From: Goffredo Baroncelli <kreijack@libero.it>
To: Hugo Mills <hugo@carfax.org.uk>,
kreijack@inwind.it, Jan Schmidt <list.btrfs@jan-o-sch.net>,
linux-btrfs <linux-btrfs@vger.kernel.org>
Subject: Re: [btrfs-progs] [bug][patch V2] Leaking file handle in scrub_fs_info()
Date: Tue, 05 Jun 2012 19:26:34 +0200 [thread overview]
Message-ID: <4FCE414A.10106@libero.it> (raw)

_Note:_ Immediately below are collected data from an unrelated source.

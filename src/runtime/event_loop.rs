use std::time::Duration;

use crossterm::event::{self, Event, KeyCode, KeyEvent, KeyEventKind, MouseButton, MouseEvent, MouseEventKind};
use ratatui::layout::Rect;
use ratatui::{Terminal, backend::CrosstermBackend};

use crate::app::{App, Mode};
use crate::config;
use crate::media::{NotificationBus, Platform};
use crate::ui;

/// Main terminal event loop: applies platform notifications, draws, and
/// handles input. Returns `Ok(())` when the user quits.
pub fn run(
    terminal: &mut Terminal<CrosstermBackend<std::io::Stdout>>,
    settings: &config::Settings,
    app: &mut App,
    platform: &dyn Platform,
    bus: &NotificationBus,
) -> Result<(), Box<dyn std::error::Error>> {
    let mut strip: Option<Rect> = None;

    loop {
        for n in bus.drain() {
            app.dispatch(&n);
        }
        app.process_messages();

        terminal.draw(|f| strip = ui::draw(f, app, &settings.ui, &settings.player))?;

        if !event::poll(Duration::from_millis(50))? {
            continue;
        }
        match event::read()? {
            Event::Key(key) if key.kind == KeyEventKind::Press => {
                if handle_key_event(key, settings, app, platform, bus) {
                    return Ok(());
                }
            }
            Event::Mouse(mouse) => handle_mouse_event(mouse, app, strip),
            _ => {}
        }
    }
}

/// A left click inside the waveform strip seeks there.
fn handle_mouse_event(mouse: MouseEvent, app: &mut App, strip: Option<Rect>) {
    let MouseEventKind::Down(MouseButton::Left) = mouse.kind else {
        return;
    };
    let (Some(area), Some(widget)) = (strip, app.player.as_mut()) else {
        return;
    };
    let inside = mouse.column >= area.x
        && mouse.column < area.x + area.width
        && mouse.row >= area.y
        && mouse.row < area.y + area.height;
    if !inside {
        return;
    }
    let x = column_to_x(mouse.column - area.x, area.width);
    if let Some(target) = widget.scrub(x, f64::from(area.width)) {
        log::debug!("scrub to {:.1}s", target.as_secs_f64());
    }
}

/// Map a cell offset inside a strip `width` cells wide onto `[0, width]`,
/// so the first column is the start and the last column is the end.
fn column_to_x(col: u16, width: u16) -> f64 {
    if width <= 1 {
        return 0.0;
    }
    let col = col.min(width - 1);
    f64::from(col) * f64::from(width) / f64::from(width - 1)
}

/// Returns `true` when the app should exit.
fn handle_key_event(
    key: KeyEvent,
    settings: &config::Settings,
    app: &mut App,
    platform: &dyn Platform,
    bus: &NotificationBus,
) -> bool {
    if app.location_modal.is_some() {
        if matches!(key.code, KeyCode::Esc | KeyCode::Char('o') | KeyCode::Char('q')) {
            app.close_location();
        }
        return false;
    }

    match app.mode {
        Mode::Search => {
            handle_search_key(key, app);
            false
        }
        Mode::Browse => handle_browse_key(key, settings, app, platform, bus),
    }
}

fn handle_search_key(key: KeyEvent, app: &mut App) {
    match key.code {
        KeyCode::Esc => app.leave_search(),
        KeyCode::Tab | KeyCode::BackTab => app.switch_field(),
        KeyCode::Down => app.next_suggestion(),
        KeyCode::Up => app.prev_suggestion(),
        KeyCode::Backspace => app.pop_char(),
        KeyCode::Enter => {
            // First enter on a highlighted suggestion only fills it in.
            if !app.accept_suggestion() {
                app.submit_search();
            }
        }
        KeyCode::Char(c) if !c.is_control() => app.push_char(c),
        _ => {}
    }
}

fn handle_browse_key(
    key: KeyEvent,
    settings: &config::Settings,
    app: &mut App,
    platform: &dyn Platform,
    bus: &NotificationBus,
) -> bool {
    match key.code {
        KeyCode::Char('q') => return true,
        KeyCode::Char('/') => app.enter_search(),
        KeyCode::Char('j') | KeyCode::Down => app.cursor_down(),
        KeyCode::Char('k') | KeyCode::Up => app.cursor_up(),
        KeyCode::Char('l') | KeyCode::Right => {
            app.next_page();
        }
        KeyCode::Char('h') | KeyCode::Left => {
            app.prev_page();
        }
        KeyCode::Char(c @ '1'..='9') => {
            if let Some(n) = c.to_digit(10) {
                app.paginate(n as usize);
            }
        }
        KeyCode::Enter => {
            let outcome = app.request_play(platform, &bus.subscriptions(), &settings.player);
            log::debug!("play request: {outcome:?}");
        }
        KeyCode::Char(' ') | KeyCode::Char('p') => {
            if let Some(w) = app.player.as_mut() {
                w.toggle_play();
            }
        }
        KeyCode::Char('H') => {
            if let Some(w) = app.player.as_mut() {
                w.skip_back();
            }
        }
        KeyCode::Char('L') => {
            if let Some(w) = app.player.as_mut() {
                w.skip_forward();
            }
        }
        KeyCode::Char('x') => {
            if let Some(w) = app.player.as_mut() {
                w.close();
            }
        }
        KeyCode::Char('o') => app.open_location(),
        KeyCode::Esc => {
            app.notice = None;
            if let Some(w) = app.player.as_mut() {
                w.dismiss_notice();
            }
        }
        _ => {}
    }
    false
}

In-Reply-To: <20120605110107.GF15986@carfax.org.uk>
[-- Attachment #1: Type: text/plain, Size: 10246 bytes --]
Hi Hugo,
I was not able to reproduce your error with my repository: I pulled it
without problem.
However, enclosed you can find the patch (as attachment) with the Jan
suggestions about the spaces. You can pull the patch also from my repo (
same branch: fd-leaking). Moreover I inserted the patch as inlined.
Hoping that helps.
--------------------
commit b73abc9465d3a105b5f8f464f2867543a638e5e2
Author: Goffredo Baroncelli <kreijack@inwind.it>
Date: Tue Jun 5 19:11:06 2012 +0200
scrub_fs_info( ) file handle leaking
The function scrub_fs_info( ) closes and reopen a file handle
passed as argument, when a caller uses the file handle even after the
call.
The function scrub_fs_info( ) is updated to remove the file handle
argument, and instead uses a private own file handle.
The callers are updated to not pass the argument.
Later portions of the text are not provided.